Tobias Carroll
This week? Fiction was read in abundance. I finished Dead Souls after taking a break; the second book, in its fragmented condition, wasn’t as memorable as its first half — but that’s probably stating the obvious. (And even incomplete, it’s fantastic, with some of the omissions curiously in tune with the narrative perspective in the novel’s first half.) Stacey Levine’s Frances Johnson and Penelope Mortimer’s The Pumpkin Eater made an interesting double bill: dreamlike novels of women navigating complex and stifling situations. Levine’s novel pulled off the particularly impressive feat of simultaneously evoking both the weight of years and the bewilderment of childhood; I suspect I’ll have more to say about it soon, either here or elsewhere.
I’d heard plenty of good things about xTx’s collection Normally Special, and was very impressed by its range of short, immediate stories. (One could use Kevin Sampsell as a point of reference and not be too far off, I’d say.) These stories were jarring in the best way, ranging from subtle domestic narratives to one wrenching scene of a dystopian future.
Also read: Kio Stark’s novel Follow Me Down. I’ll have a review of that here before long, so I won’t go much in detail. It’s both a fine noir-infused narrative and an interesting examination of ambiguity and physical evidence.
I’m closing out the week with a return to nonfiction. Tony Judt’s Ill Fares the Land blends the righteously angry with clear-headed political analysis and a fair treatment of numerous political philosophies on the left and right. (Though the placement of a Dominique Strauss-Kahn quote late in the book did prompt an inadvertent shudder as I read it.) And I’ve just started Ann Powers’s Weird Like Us: My Bohemian America; more on that next week.
Jason Diamond
300+ pages into Those Guys Have All the Fun: Inside the World of ESPN, and I’m convinced that Will Ferrell and Adam McKay must have interviewed these people for Anchorman. “Drugs, sex, misogyny, Chris Berman, and Australian Rules Football” may have been a good alternate title to this thing.

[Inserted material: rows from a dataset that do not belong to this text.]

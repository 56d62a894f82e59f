use futures::stream::SplitSink;
use futures::{SinkExt, StreamExt};
use tokio::net::TcpStream;
use tokio::sync::mpsc;
use tokio_tungstenite::tungstenite::Message;
use tokio_tungstenite::{MaybeTlsStream, WebSocketStream, connect_async};

use crate::common::{ChatEvent, NetworkCommand, NetworkEvent, RelayFrame, classify_frame};

type WsWriter = SplitSink<WebSocketStream<MaybeTlsStream<TcpStream>>, Message>;

/// Connection lifecycle. `Closed` is terminal for an instance; reconnecting
/// means constructing a fresh [`RelayClient`].
#[derive(Debug, Clone, Copy, PartialEq, Eq)]
pub enum ConnState {
    Idle,
    Connecting,
    Open,
    Closed,
}

/// Why [`RelayClient::run`] returned.
#[derive(Debug, PartialEq, Eq)]
pub enum RunOutcome {
    /// The socket is gone; the caller may retry with a new instance.
    /// `reached_open` reports whether the handshake ever completed.
    Retry { reached_open: bool },
    /// The command channel closed; the session is gone, stop entirely.
    Shutdown,
}

/// One socket attempt against the relay: dials, pumps commands out and frames
/// in, and publishes lifecycle transitions as [`NetworkEvent`]s.
pub struct RelayClient {
    relay_url: String,
    event_sender: mpsc::Sender<NetworkEvent>,
    state: ConnState,
}

impl RelayClient {
    pub fn new(relay_url: String, event_sender: mpsc::Sender<NetworkEvent>) -> Self {
        Self {
            relay_url,
            event_sender,
            state: ConnState::Idle,
        }
    }

    pub fn state(&self) -> ConnState {
        self.state
    }

    /// Drive this attempt to completion. `pending` holds outbound events that
    /// previous attempts failed to put on the wire; they are replayed first
    /// once the socket opens, and events stranded by this attempt are pushed
    /// back for the next one.
    pub async fn run(
        mut self,
        commands: &mut mpsc::Receiver<NetworkCommand>,
        pending: &mut Vec<ChatEvent>,
    ) -> RunOutcome {
        self.state = ConnState::Connecting;
        log::info!("Connecting to relay at {}", self.relay_url);

        let ws_stream = match connect_async(&self.relay_url).await {
            Ok((stream, _response)) => stream,
            Err(err) => {
                log::error!("Relay connection failed: {err}");
                self.close().await;
                return RunOutcome::Retry {
                    reached_open: false,
                };
            }
        };

        self.state = ConnState::Open;
        log::info!("Relay connection established");
        if self
            .event_sender
            .send(NetworkEvent::ConnectionOpened)
            .await
            .is_err()
        {
            return RunOutcome::Shutdown;
        }

        let (mut writer, mut reader) = ws_stream.split();

        if !self.flush_pending(&mut writer, pending).await {
            self.close().await;
            return RunOutcome::Retry { reached_open: true };
        }

        loop {
            tokio::select! {
                command = commands.recv() => match command {
                    None => {
                        let _ = writer.close().await;
                        return RunOutcome::Shutdown;
                    }
                    Some(NetworkCommand::Connect) => {
                        // Already live; at most one socket per session.
                        log::debug!("Ignoring connect request while socket is live");
                    }
                    Some(NetworkCommand::SendMessage(event)) => {
                        if !self.send_event(&mut writer, &event).await {
                            pending.push(event);
                            break;
                        }
                    }
                },
                frame = reader.next() => {
                    if !self.handle_frame(frame).await {
                        break;
                    }
                }
            }
        }

        self.close().await;
        RunOutcome::Retry { reached_open: true }
    }

    /// Serialize and transmit one event. Only valid while `Open`; anywhere
    /// else the event is dropped silently. Returns `false` when the transport
    /// rejected the write.
    async fn send_event(&mut self, writer: &mut WsWriter, event: &ChatEvent) -> bool {
        if self.state != ConnState::Open {
            log::debug!("Dropping outbound message while not connected");
            return true;
        }
        let json = match serde_json::to_string(event) {
            Ok(json) => json,
            Err(err) => {
                log::error!("Failed to serialize outbound message: {err}");
                return true;
            }
        };
        if let Err(err) = writer.send(Message::Text(json)).await {
            log::error!("Relay send failed: {err}");
            return false;
        }
        true
    }

    async fn flush_pending(&mut self, writer: &mut WsWriter, pending: &mut Vec<ChatEvent>) -> bool {
        while !pending.is_empty() {
            let event = pending.remove(0);
            log::info!("Replaying queued message from {}", event.timestamp);
            if !self.send_event(writer, &event).await {
                pending.insert(0, event);
                return false;
            }
        }
        true
    }

    /// Process one inbound transport item. Returns `false` when the
    /// connection is finished.
    async fn handle_frame(
        &mut self,
        frame: Option<Result<Message, tokio_tungstenite::tungstenite::Error>>,
    ) -> bool {
        match frame {
            Some(Ok(Message::Text(text))) => {
                match classify_frame(&text) {
                    Some(RelayFrame::Presence(update)) => {
                        let _ = self
                            .event_sender
                            .send(NetworkEvent::PresenceChanged(update.count))
                            .await;
                    }
                    Some(RelayFrame::Chat(event)) => {
                        let _ = self
                            .event_sender
                            .send(NetworkEvent::MessageReceived(event))
                            .await;
                    }
                    // A bad frame costs only itself, never the connection.
                    None => log::warn!("Dropping malformed relay frame"),
                }
                true
            }
            Some(Ok(Message::Close(_))) | None => {
                log::info!("Relay closed the connection");
                false
            }
            Some(Ok(_)) => true,
            Some(Err(err)) => {
                log::error!("Relay receive failed: {err}");
                false
            }
        }
    }

    async fn close(&mut self) {
        self.state = ConnState::Closed;
        let _ = self.event_sender.send(NetworkEvent::ConnectionClosed).await;
    }
}
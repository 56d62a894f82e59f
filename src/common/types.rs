use serde::{Deserialize, Serialize};

/// Discriminator value the relay puts on presence frames.
pub const ACTIVE_USERS_MARKER: &str = "activeUsers";

/// One chat message as it travels over the wire and appears in the transcript.
///
/// `timestamp` doubles as the event's identity: the relay re-broadcasts every
/// message to all clients including the sender, and receivers drop frames
/// whose timestamp they have already seen.
#[derive(Debug, Clone, PartialEq, Eq, Serialize, Deserialize)]
pub struct ChatEvent {
    #[serde(rename = "userID")]
    pub user_id: String,
    pub username: String,
    pub content: String,
    #[serde(default, skip_serializing_if = "Option::is_none")]
    pub image: Option<String>,
    pub timestamp: String,
}

/// Control frame carrying the relay's active-participant count.
#[derive(Debug, Clone, PartialEq, Eq, Deserialize)]
pub struct PresenceUpdate {
    #[serde(rename = "type")]
    pub marker: String,
    pub count: u32,
}

/// An inbound relay frame after classification.
#[derive(Debug, Clone, PartialEq, Eq)]
pub enum RelayFrame {
    Chat(ChatEvent),
    Presence(PresenceUpdate),
}

/// Classify one inbound text frame.
///
/// Frames carrying the presence marker must parse as [`PresenceUpdate`];
/// everything else must parse as [`ChatEvent`]. Returns `None` for malformed
/// frames (non-JSON, or missing required fields for both variants), which the
/// caller drops without touching the connection.
pub fn classify_frame(text: &str) -> Option<RelayFrame> {
    let value: serde_json::Value = serde_json::from_str(text).ok()?;
    if value.get("type").and_then(serde_json::Value::as_str) == Some(ACTIVE_USERS_MARKER) {
        return serde_json::from_value(value).ok().map(RelayFrame::Presence);
    }
    serde_json::from_value(value).ok().map(RelayFrame::Chat)
}

#[cfg(test)]
mod tests {
    use super::*;

    fn chat_json() -> String {
        r#"{"userID":"u-1","username":"alice","content":"hi","timestamp":"2026-08-07T12:00:00.000Z"}"#
            .to_string()
    }

    #[test]
    fn chat_frame_classifies_as_chat() {
        match classify_frame(&chat_json()) {
            Some(RelayFrame::Chat(event)) => {
                assert_eq!(event.user_id, "u-1");
                assert_eq!(event.username, "alice");
                assert_eq!(event.content, "hi");
                assert_eq!(event.image, None);
            }
            other => panic!("expected chat frame, got {other:?}"),
        }
    }

    #[test]
    fn presence_frame_classifies_as_presence() {
        let frame = classify_frame(r#"{"type":"activeUsers","count":5}"#);
        assert_eq!(
            frame,
            Some(RelayFrame::Presence(PresenceUpdate {
                marker: ACTIVE_USERS_MARKER.to_string(),
                count: 5,
            }))
        );
    }

    #[test]
    fn malformed_frames_are_dropped() {
        assert_eq!(classify_frame("not json"), None);
        assert_eq!(classify_frame(r#"{"unrelated":true}"#), None);
        // Presence marker without a count is malformed, not a chat event.
        assert_eq!(classify_frame(r#"{"type":"activeUsers"}"#), None);
    }

    #[test]
    fn unknown_type_value_still_parses_as_chat() {
        let text = r#"{"type":"banner","userID":"u-2","username":"bob","content":"x","timestamp":"t"}"#;
        assert!(matches!(classify_frame(text), Some(RelayFrame::Chat(_))));
    }

    #[test]
    fn serialization_uses_wire_field_names() {
        let event = ChatEvent {
            user_id: "u-1".to_string(),
            username: "alice".to_string(),
            content: "hi".to_string(),
            image: None,
            timestamp: "2026-08-07T12:00:00.000Z".to_string(),
        };
        let json = serde_json::to_value(&event).unwrap();
        assert_eq!(json["userID"], "u-1");
        // An absent image is omitted entirely, matching the relay protocol.
        assert!(json.get("image").is_none());
    }

    #[test]
    fn image_round_trips_when_present() {
        let text = r#"{"userID":"u-1","username":"alice","content":"","image":"data:image/png;base64,AAAA","timestamp":"t"}"#;
        let Some(RelayFrame::Chat(event)) = classify_frame(text) else {
            panic!("expected chat frame");
        };
        assert_eq!(event.image.as_deref(), Some("data:image/png;base64,AAAA"));
        let json = serde_json::to_value(&event).unwrap();
        assert_eq!(json["image"], "data:image/png;base64,AAAA");
    }
}
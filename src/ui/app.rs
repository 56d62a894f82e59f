use eframe::egui;
use tokio::sync::mpsc;

use crate::common::{NetworkCommand, NetworkEvent};
use crate::session::Session;

use super::components::{chat_area, input_bar, sidebar, welcome};

pub struct ChatApp {
    session: Session,
    event_receiver: mpsc::Receiver<NetworkEvent>,
    username_input: String,
    input_text: String,
}

impl ChatApp {
    pub fn new(
        _cc: &eframe::CreationContext<'_>,
        command_sender: mpsc::Sender<NetworkCommand>,
        event_receiver: mpsc::Receiver<NetworkEvent>,
    ) -> Self {
        Self {
            session: Session::new(command_sender),
            event_receiver,
            username_input: String::new(),
            input_text: String::new(),
        }
    }

    fn handle_network_events(&mut self) {
        while let Ok(event) = self.event_receiver.try_recv() {
            self.session.apply(event);
        }
    }
}

impl eframe::App for ChatApp {
    fn update(&mut self, ctx: &egui::Context, _frame: &mut eframe::Frame) {
        self.handle_network_events();

        if self.session.username().is_none() {
            egui::CentralPanel::default().show(ctx, |ui| {
                if let Some(name) = welcome::render(ui, &mut self.username_input) {
                    self.session.submit_username(&name);
                }
            });
            ctx.request_repaint();
            return;
        }

        egui::SidePanel::left("channel_sidebar").show(ctx, |ui| {
            sidebar::render(
                ui,
                self.session.username().unwrap_or_default(),
                self.session.active_users(),
                self.session.is_connected(),
            );
        });

        egui::TopBottomPanel::bottom("input_bar").show(ctx, |ui| {
            ui.add_space(4.0);
            if let Some(content) = input_bar::render(ui, &mut self.input_text) {
                self.session.compose_text(content);
                self.session.send();
            }
            ui.add_space(4.0);
        });

        egui::CentralPanel::default().show(ctx, |ui| {
            ui.heading(format!(
                "Chat App ({})",
                self.session.username().unwrap_or_default()
            ));
            ui.separator();
            chat_area::render(ui, self.session.events(), self.session.user_id());
        });

        ctx.request_repaint();
    }
}
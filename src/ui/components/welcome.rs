use eframe::egui;

/// Entry screen: pick a display name before anything connects.
/// Returns the submitted name, if any.
pub fn render(ui: &mut egui::Ui, username_input: &mut String) -> Option<String> {
    let mut submit = false;

    ui.vertical_centered(|ui| {
        ui.add_space(ui.available_height() * 0.3);
        ui.heading("Welcome to Chatify");
        ui.label("Enter your username to start chatting with friends and colleagues");
        ui.add_space(12.0);

        let response = ui.add(
            egui::TextEdit::singleline(username_input)
                .hint_text("Enter your username")
                .desired_width(240.0),
        );
        if response.lost_focus() && ui.input(|i| i.key_pressed(egui::Key::Enter)) {
            submit = true;
        }

        ui.add_space(8.0);
        let enabled = !username_input.trim().is_empty();
        if ui
            .add_enabled(enabled, egui::Button::new("Start Chatting"))
            .clicked()
        {
            submit = true;
        }
    });

    if submit && !username_input.trim().is_empty() {
        let name = username_input.clone();
        username_input.clear();
        return Some(name);
    }

    None
}
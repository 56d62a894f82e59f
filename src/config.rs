use std::fs;
use std::path::Path;

use serde::{Deserialize, Serialize};

pub const DEFAULT_CONFIG_PATH: &str = "config/chatify.json";
pub const RELAY_URL_ENV: &str = "CHATIFY_RELAY_URL";

const DEFAULT_RELAY_URL: &str = "wss://chatify-go.onrender.com/ws";

#[derive(Debug, Clone, Serialize, Deserialize)]
pub struct AppConfig {
    #[serde(default = "default_relay_url")]
    pub relay_url: String,
}

impl Default for AppConfig {
    fn default() -> Self {
        Self {
            relay_url: default_relay_url(),
        }
    }
}

fn default_relay_url() -> String {
    DEFAULT_RELAY_URL.to_string()
}

pub fn load_config(path: &str) -> AppConfig {
    let path = Path::new(path);
    match fs::read_to_string(path) {
        Ok(content) => match serde_json::from_str::<AppConfig>(&content) {
            Ok(config) => config,
            Err(err) => {
                log::warn!("Failed to parse config file {}: {err}", path.display());
                AppConfig::default()
            }
        },
        Err(err) => {
            log::info!(
                "Config file {} not found ({err}); using defaults",
                path.display()
            );
            AppConfig::default()
        }
    }
}

/// Resolve the relay endpoint: CLI flag, then environment, then config file.
pub fn resolve_relay_url(flag: Option<String>, config: &AppConfig) -> String {
    flag.or_else(|| std::env::var(RELAY_URL_ENV).ok())
        .unwrap_or_else(|| config.relay_url.clone())
}
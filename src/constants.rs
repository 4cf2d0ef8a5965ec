pub const SECRET_MASK: &str = "********";

pub const OVERVIEW_ELLIPSIS: &str = "...";

pub mod images {

    pub const TMDB_IMAGE_BASE: &str = "https://image.tmdb.org/t/p";

    pub const POSTER_SIZE: &str = "w500";

    pub const BACKDROP_SIZE: &str = "w1280";
}

pub mod discover {

    pub const DEFAULT_YEAR: &str = "2025";

    pub const DEFAULT_PAGE: u32 = 1;
}

pub mod limits {

    pub const TRENDING_LIMIT: usize = 50;
}
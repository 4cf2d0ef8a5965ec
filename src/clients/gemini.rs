use reqwest::Client;
use reqwest::header::CONTENT_TYPE;
use serde::{Deserialize, Serialize};
use std::collections::HashMap;
use std::sync::Arc;
use thiserror::Error;
use tokio::sync::RwLock;
use tracing::{debug, info};
use url::Url;

use super::error::{UpstreamError, ensure_success};
use crate::config::GeminiConfig;

const SERVICE: &str = "Gemini";

#[derive(Debug, Error)]
pub enum GeminiError {
    #[error("failed to build Gemini request: {0}")]
    Prompt(#[source] serde_json::Error),

    #[error(transparent)]
    Upstream(#[from] UpstreamError),

    #[error("no candidates in Gemini response")]
    EmptyResponse,
}

#[derive(Serialize)]
struct GenerateRequest<'a> {
    contents: [RequestContent<'a>; 1],
}

#[derive(Serialize)]
struct RequestContent<'a> {
    parts: [RequestPart<'a>; 1],
}

#[derive(Serialize)]
struct RequestPart<'a> {
    text: &'a str,
}

#[derive(Deserialize)]
struct GenerateResponse {
    #[serde(default)]
    candidates: Vec<Candidate>,
}

#[derive(Deserialize)]
struct Candidate {
    content: Option<ResponseContent>,
}

#[derive(Deserialize)]
struct ResponseContent {
    #[serde(default)]
    parts: Vec<ResponsePart>,
}

#[derive(Deserialize)]
struct ResponsePart {
    #[serde(default)]
    text: String,
}

impl GenerateResponse {
    /// `None` when there is no candidate at all; a candidate without text
    /// yields an empty string.
    fn into_text(self) -> Option<String> {
        let candidate = self.candidates.into_iter().next()?;
        Some(
            candidate
                .content
                .and_then(|content| content.parts.into_iter().next())
                .map(|part| part.text)
                .unwrap_or_default(),
        )
    }
}

#[derive(Debug, Clone, PartialEq, Eq, Hash)]
struct SpoilerKey {
    title: String,
    year: String,
}

impl SpoilerKey {
    fn new(title: &str, year: &str) -> Self {
        Self {
            title: title.to_string(),
            year: year.to_string(),
        }
    }
}

/// Process-lifetime cache of generated spoilers, keyed by exact (title, year).
///
/// Lookups take the shared lock and inserts the exclusive one. There is no
/// expiry and no eviction.
#[derive(Debug, Clone, Default)]
pub struct SpoilerCache {
    entries: Arc<RwLock<HashMap<SpoilerKey, String>>>,
}

impl SpoilerCache {
    #[must_use]
    pub fn new() -> Self {
        Self::default()
    }

    pub async fn get(&self, title: &str, year: &str) -> Option<String> {
        self.entries
            .read()
            .await
            .get(&SpoilerKey::new(title, year))
            .cloned()
    }

    pub async fn insert(&self, title: &str, year: &str, spoiler: String) {
        self.entries
            .write()
            .await
            .insert(SpoilerKey::new(title, year), spoiler);
    }

    pub async fn len(&self) -> usize {
        self.entries.read().await.len()
    }

    pub async fn is_empty(&self) -> bool {
        self.entries.read().await.is_empty()
    }

    pub async fn clear(&self) {
        self.entries.write().await.clear();
    }
}

#[derive(Clone)]
pub struct GeminiClient {
    client: Client,
    api_key: String,
    base_url: String,
    model: String,
    cache: SpoilerCache,
}

impl GeminiClient {
    #[must_use]
    pub fn new(config: &GeminiConfig) -> Self {
        Self::with_shared_client(Client::new(), config)
    }

    #[must_use]
    pub fn with_shared_client(client: Client, config: &GeminiConfig) -> Self {
        Self {
            client,
            api_key: config.api_key.clone(),
            base_url: config.base_url.trim_end_matches('/').to_string(),
            model: config.model.clone(),
            cache: SpoilerCache::new(),
        }
    }

    fn endpoint(&self) -> Result<Url, UpstreamError> {
        let mut url = Url::parse(&format!(
            "{}/models/{}:generateContent",
            self.base_url, self.model
        ))
        .map_err(|e| UpstreamError::url(SERVICE, e))?;

        url.query_pairs_mut().append_pair("key", &self.api_key);
        Ok(url)
    }

    /// Returns the cached spoiler for (title, year) or generates and caches a
    /// new one. Concurrent misses for the same key may both reach upstream;
    /// the later insert wins.
    pub async fn generate_spoiler(&self, title: &str, year: &str) -> Result<String, GeminiError> {
        if let Some(cached) = self.cache.get(title, year).await {
            debug!("Spoiler cache hit for '{} ({})'", title, year);
            metrics::counter!("spoiler_cache_hits_total").increment(1);
            return Ok(cached);
        }

        let prompt = build_prompt(title, year);
        let body = serde_json::to_vec(&GenerateRequest {
            contents: [RequestContent {
                parts: [RequestPart { text: &prompt }],
            }],
        })
        .map_err(GeminiError::Prompt)?;

        info!("Requesting spoiler for '{} ({})' from {}", title, year, self.model);
        metrics::counter!("spoiler_generations_total").increment(1);

        let response = self
            .client
            .post(self.endpoint()?)
            .header(CONTENT_TYPE, "application/json")
            .body(body)
            .send()
            .await
            .map_err(|e| UpstreamError::transport(SERVICE, e))?;

        let response: GenerateResponse = ensure_success(SERVICE, response)
            .await?
            .json()
            .await
            .map_err(|e| UpstreamError::decode(SERVICE, e))?;

        let spoiler = response.into_text().ok_or(GeminiError::EmptyResponse)?;

        self.cache.insert(title, year, spoiler.clone()).await;

        Ok(spoiler)
    }

    pub async fn cache_size(&self) -> usize {
        self.cache.len().await
    }

    pub async fn clear_cache(&self) {
        self.cache.clear().await;
    }
}

fn build_prompt(title: &str, year: &str) -> String {
    format!(
        r#"You are a professional film analyst and movie explainer.

Movie Title: {title}
Release Year: {year}

Instructions:
1. Provide a short non-spoiler summary.
2. Clearly display:
   "⚠️ SPOILER WARNING"
3. Provide:
   - Full plot breakdown
   - Major twists
   - Character arcs
   - Ending explanation
   - Hidden clues
   - If ambiguous ending, include interpretations
4. Keep explanation between 600-1000 words.
5. Structure output with markdown headings:
   - Movie Overview
   - Full Spoiler Breakdown
   - Ending Explained
   - Themes & Meaning

Do not fabricate unknown facts."#
    )
}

Also cracked open Koba the Dread: Laughter and the Twenty Million by Martin Amis. Aside from the obvious focus of the book being Amis taking leftist colleagues to task for being sympathizers of communist Russia, it’s an interesting look at the circle of friends and family Amis came of age around, as well as their differences in political views. It also makes me realize just how brilliant Amis is even when he’s not writing fiction.